With that she passed on through the stable doors. Chase angrily put his gun away. Jeb’s scratchy chuckling only made him angrier. In fact, he couldn’t remember when a female had ever made him so mad, and he wasn’t going to put up with it.

He went after Jessie, catching up with her halfway between the stable and the house. Too late she heard him coming up behind her, and before she could react, he had jerked her to a stop, getting to her gun before she could and throwing it across the yard.

“We’ll talk,” Chase said brusquely.

“The hell we will!” Jessie shouted each word just a little louder than the last.
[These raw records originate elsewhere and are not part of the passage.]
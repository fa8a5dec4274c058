//! In-memory task store.
//!
//! [`BoardState`] is the whole persisted board: the task list plus the task
//! number counter. All mutations go through it; loading and saving is the job
//! of [`BoardContext`](crate::BoardContext).

use crate::error::{KanbanError, Result};
use crate::filter::{filter_tasks, StatusFilter};
use crate::reorder;
use crate::stats::TaskCounts;
use crate::types::{validate_title, Status, Task, TaskId, TaskNumber};
use serde::{Deserialize, Serialize};
use std::collections::HashSet;

/// The store operations the drag-and-drop engine relies on
pub trait TaskStore {
    /// Every task, in storage order
    fn tasks(&self) -> &[Task];

    /// Tasks of one column sorted by `order` ascending
    fn tasks_by_status(&self, status: Status) -> Vec<Task> {
        reorder::column_tasks(self.tasks(), status)
    }

    /// Replace the whole list
    fn set_tasks(&mut self, tasks: Vec<Task>);

    /// Move a task to another column (appended at the end)
    fn move_task(&mut self, id: &TaskId, status: Status) {
        let moved = reorder::move_task(self.tasks(), id, status);
        self.set_tasks(moved);
    }
}

/// Board contents: tasks and the last issued task number
#[derive(Debug, Clone, Default, PartialEq, Serialize, Deserialize)]
#[serde(rename_all = "camelCase")]
pub struct BoardState {
    pub tasks: Vec<Task>,
    pub last_task_number: u64,
}

impl TaskStore for BoardState {
    fn tasks(&self) -> &[Task] {
        &self.tasks
    }

    fn set_tasks(&mut self, tasks: Vec<Task>) {
        self.tasks = tasks;
    }
}

impl BoardState {
    pub fn new() -> Self {
        Self::default()
    }

    /// Build a state from loaded tasks, recovering the counter when no stored
    /// value exists.
    pub fn from_tasks(tasks: Vec<Task>, last_task_number: Option<u64>) -> Self {
        let last_task_number =
            last_task_number.unwrap_or_else(|| highest_task_number(&tasks));
        Self {
            tasks,
            last_task_number,
        }
    }

    pub fn len(&self) -> usize {
        self.tasks.len()
    }

    pub fn is_empty(&self) -> bool {
        self.tasks.is_empty()
    }

    pub fn get(&self, id: &TaskId) -> Option<&Task> {
        self.tasks.iter().find(|t| &t.id == id)
    }

    fn require(&self, id: &TaskId) -> Result<&Task> {
        self.get(id)
            .ok_or_else(|| KanbanError::TaskNotFound { id: id.to_string() })
    }

    /// Create a task at the bottom of To Do
    pub fn add_task(&mut self, title: &str) -> Result<Task> {
        let title = validate_title(title)?;

        self.last_task_number += 1;
        let order = self.tasks_by_status(Status::Todo).len();
        let task = Task::new(title, TaskNumber::from_sequence(self.last_task_number), order);

        tracing::debug!(task = %task.id, number = %task.task_number, "added task");
        self.tasks.push(task.clone());
        Ok(task)
    }

    /// Remove a task and close the gap it leaves in its column
    pub fn delete_task(&mut self, id: &TaskId) -> Result<Task> {
        let index = self
            .tasks
            .iter()
            .position(|t| &t.id == id)
            .ok_or_else(|| KanbanError::TaskNotFound { id: id.to_string() })?;
        let removed = self.tasks.remove(index);

        let mut column = reorder::column_tasks(&self.tasks, removed.status);
        reorder::renumber(&mut column);
        self.tasks.retain(|t| t.status != removed.status);
        self.tasks.extend(column);

        tracing::debug!(task = %removed.id, "deleted task");
        Ok(removed)
    }

    /// Change a task's title
    pub fn update_title(&mut self, id: &TaskId, title: &str) -> Result<Task> {
        let title = validate_title(title)?.to_string();
        let task = self
            .tasks
            .iter_mut()
            .find(|t| &t.id == id)
            .ok_or_else(|| KanbanError::TaskNotFound { id: id.to_string() })?;
        task.title = title;
        Ok(task.clone())
    }

    /// Move to a column, returning the updated task
    pub fn move_to(&mut self, id: &TaskId, status: Status) -> Result<Task> {
        self.require(id)?;
        self.move_task(id, status);
        self.require(id).cloned()
    }

    /// Move one column to the right; `None` when already in Done
    pub fn move_right(&mut self, id: &TaskId) -> Result<Option<Task>> {
        match self.require(id)?.status.next() {
            Some(next) => self.move_to(id, next).map(Some),
            None => Ok(None),
        }
    }

    /// Move one column to the left; `None` when already in To Do
    pub fn move_left(&mut self, id: &TaskId) -> Result<Option<Task>> {
        match self.require(id)?.status.previous() {
            Some(previous) => self.move_to(id, previous).map(Some),
            None => Ok(None),
        }
    }

    /// Move a task to `slot` within its column (slot counted without the task)
    pub fn reorder(&mut self, id: &TaskId, slot: usize) -> Result<Task> {
        self.require(id)?;
        self.tasks = reorder::reorder_to_slot(&self.tasks, id, slot);
        self.require(id).cloned()
    }

    /// Drop every task. The task number counter is kept so numbers are never reused.
    pub fn clear(&mut self) -> usize {
        let count = self.tasks.len();
        self.tasks.clear();
        count
    }

    /// Append tasks whose ids are not on the board yet, then restore dense
    /// ordering. An incoming task keeps its number only when no other task on
    /// the board has it; otherwise, or when it has none, it takes the next
    /// number from the counter. Returns the number of tasks added.
    pub fn merge(&mut self, incoming: Vec<Task>) -> usize {
        let before = self.tasks.len();
        let mut taken: HashSet<TaskNumber> =
            self.tasks.iter().map(|t| t.task_number.clone()).collect();

        for mut task in incoming {
            if self.get(&task.id).is_some() {
                continue;
            }

            if task.task_number.is_empty() || taken.contains(&task.task_number) {
                task.task_number = self.allocate_task_number(&taken);
            } else if let Some(seq) = task.task_number.sequence() {
                self.last_task_number = self.last_task_number.max(seq);
            }
            taken.insert(task.task_number.clone());
            self.tasks.push(task);
        }

        self.tasks = reorder::normalize(&self.tasks);
        self.tasks.len() - before
    }

    /// Advance the counter to the next number nobody holds
    fn allocate_task_number(&mut self, taken: &HashSet<TaskNumber>) -> TaskNumber {
        loop {
            self.last_task_number += 1;
            let number = TaskNumber::from_sequence(self.last_task_number);
            if !taken.contains(&number) {
                return number;
            }
        }
    }

    /// Visible tasks of one column: sorted, then narrowed by the search query
    pub fn visible_column(&self, status: Status, query: &str, filter: StatusFilter) -> Vec<Task> {
        if !filter.shows(status) {
            return Vec::new();
        }
        filter_tasks(&self.tasks_by_status(status), query)
    }

    pub fn counts(&self) -> TaskCounts {
        TaskCounts::from_tasks(&self.tasks)
    }
}

/// Highest `TASK-NNN` sequence on the board, 0 when there is none
pub fn highest_task_number(tasks: &[Task]) -> u64 {
    tasks
        .iter()
        .filter_map(|t| t.task_number.sequence())
        .max()
        .unwrap_or(0)
}

#[cfg(test)]
mod tests {
    use super::*;

    fn board_with(titles: &[&str]) -> BoardState {
        let mut board = BoardState::new();
        for title in titles {
            board.add_task(title).unwrap();
        }
        board
    }

    fn id_of(board: &BoardState, title: &str) -> TaskId {
        board
            .tasks
            .iter()
            .find(|t| t.title == title)
            .unwrap()
            .id
            .clone()
    }

    fn column_titles(board: &BoardState, status: Status) -> Vec<String> {
        board
            .tasks_by_status(status)
            .into_iter()
            .map(|t| t.title)
            .collect()
    }

    #[test]
    fn test_add_assigns_numbers_and_order() {
        let board = board_with(&["A", "B", "C"]);
        let numbers: Vec<&str> = board.tasks.iter().map(|t| t.task_number.as_str()).collect();
        assert_eq!(numbers, ["TASK-001", "TASK-002", "TASK-003"]);
        let orders: Vec<usize> = board.tasks.iter().map(|t| t.order).collect();
        assert_eq!(orders, [0, 1, 2]);
        assert_eq!(board.last_task_number, 3);
    }

    #[test]
    fn test_add_rejects_bad_titles() {
        let mut board = BoardState::new();
        assert!(matches!(
            board.add_task("   "),
            Err(KanbanError::InvalidTitle { .. })
        ));
        assert!(board.add_task(&"x".repeat(201)).is_err());
        assert_eq!(board.last_task_number, 0);
    }

    #[test]
    fn test_numbers_are_never_reused() {
        let mut board = board_with(&["A", "B"]);
        let b = id_of(&board, "B");
        board.delete_task(&b).unwrap();
        let c = board.add_task("C").unwrap();
        assert_eq!(c.task_number.as_str(), "TASK-003");

        board.clear();
        let d = board.add_task("D").unwrap();
        assert_eq!(d.task_number.as_str(), "TASK-004");
    }

    #[test]
    fn test_delete_closes_gap() {
        let mut board = board_with(&["A", "B", "C"]);
        let b = id_of(&board, "B");
        board.delete_task(&b).unwrap();
        let orders: Vec<usize> = board
            .tasks_by_status(Status::Todo)
            .iter()
            .map(|t| t.order)
            .collect();
        assert_eq!(orders, [0, 1]);
        assert!(board.delete_task(&b).is_err());
    }

    #[test]
    fn test_move_left_and_right() {
        let mut board = board_with(&["A"]);
        let a = id_of(&board, "A");

        assert!(board.move_left(&a).unwrap().is_none());
        assert_eq!(board.move_right(&a).unwrap().unwrap().status, Status::InProgress);
        assert_eq!(board.move_right(&a).unwrap().unwrap().status, Status::Done);
        assert!(board.move_right(&a).unwrap().is_none());
        assert_eq!(board.move_left(&a).unwrap().unwrap().status, Status::InProgress);
    }

    #[test]
    fn test_task_store_move_keeps_columns_dense() {
        let mut board = board_with(&["A", "B", "C"]);
        let a = id_of(&board, "A");
        TaskStore::move_task(&mut board, &a, Status::Done);

        assert_eq!(column_titles(&board, Status::Todo), ["B", "C"]);
        let orders: Vec<usize> = board
            .tasks_by_status(Status::Todo)
            .iter()
            .map(|t| t.order)
            .collect();
        assert_eq!(orders, [0, 1]);
        assert_eq!(board.get(&a).unwrap().order, 0);
    }

    #[test]
    fn test_reorder_by_slot() {
        let mut board = board_with(&["A", "B", "C"]);
        let a = id_of(&board, "A");
        board.reorder(&a, 2).unwrap();
        assert_eq!(column_titles(&board, Status::Todo), ["B", "C", "A"]);
    }

    #[test]
    fn test_update_title() {
        let mut board = board_with(&["A"]);
        let a = id_of(&board, "A");
        assert_eq!(board.update_title(&a, "  Renamed ").unwrap().title, "Renamed");
        assert!(board.update_title(&a, "").is_err());
        assert!(board.update_title(&"missing".into(), "x").is_err());
    }

    #[test]
    fn test_counter_recovered_from_tasks() {
        let board = board_with(&["A", "B", "C"]);
        let recovered = BoardState::from_tasks(board.tasks.clone(), None);
        assert_eq!(recovered.last_task_number, 3);

        let stored = BoardState::from_tasks(board.tasks, Some(10));
        assert_eq!(stored.last_task_number, 10);
    }

    #[test]
    fn test_merge_skips_existing_ids_and_renormalizes() {
        let mut board = board_with(&["A", "B"]);
        let mut incoming = board.tasks[0].clone();
        incoming.title = "duplicate".into();

        let mut fresh = Task::new("Imported", TaskNumber::from_sequence(40), 0);
        fresh.order = 7;

        let added = board.merge(vec![incoming, fresh]);
        assert_eq!(added, 1);
        assert_eq!(column_titles(&board, Status::Todo), ["A", "B", "Imported"]);
        assert_eq!(board.tasks_by_status(Status::Todo)[2].order, 2);
        assert_eq!(board.last_task_number, 40);
    }

    #[test]
    fn test_merge_gives_fresh_numbers_to_missing_and_clashing() {
        let mut board = board_with(&["Local", "Gone"]);
        board.delete_task(&id_of(&board, "Gone")).unwrap();

        let unnumbered = Task::new("Unnumbered", TaskNumber::default(), 0);
        let clashing = Task::new("Clashing", TaskNumber::from_sequence(1), 1);
        let kept = Task::new("Kept", TaskNumber::from_sequence(9), 2);

        assert_eq!(board.merge(vec![unnumbered, clashing, kept]), 3);

        let number_of = |title: &str| {
            board
                .tasks
                .iter()
                .find(|t| t.title == title)
                .map(|t| t.task_number.as_str().to_string())
                .unwrap()
        };
        // TASK-002 belonged to the deleted task and is not handed out again
        assert_eq!(number_of("Local"), "TASK-001");
        assert_eq!(number_of("Unnumbered"), "TASK-003");
        assert_eq!(number_of("Clashing"), "TASK-004");
        assert_eq!(number_of("Kept"), "TASK-009");
        assert_eq!(board.last_task_number, 9);

        let next = board.add_task("After").unwrap();
        assert_eq!(next.task_number.as_str(), "TASK-010");
    }

    #[test]
    fn test_visible_column_applies_filter_and_search() {
        let board = board_with(&["Write docs", "Fix bug", "Docs review"]);
        let visible = board.visible_column(Status::Todo, "docs", StatusFilter::All);
        assert_eq!(visible.len(), 2);

        let hidden = board.visible_column(
            Status::Todo,
            "",
            StatusFilter::Only(Status::Done),
        );
        assert!(hidden.is_empty());
    }
}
Before she had finished, she was swinging a fist at him.

Chase caught her wrist and jerked it up behind her back, then went for the other one and did the same, leaving her feet kicking at him. “You were only half-right back there,” he told her sharply. “It’s not that I wouldn’t dare shoot you, kid. It’s that I wouldn’t want to. But I’m not opposed to giving you a richly deserved spanking if you don’t settle down.”

Jessie stopped all resistance instantly and relaxed against him. Chase held her like that, waiting for her to calm down a bit. As he waited, he became acutely aware of her body. Confusion set in. How old had Rachel said her daughter was? Eighteen! She was full grown, even if she didn’t act it and her clothes hid the fact. Soft, full breasts were pressed against his chest. No wonder he was beginning to respond to the closeness.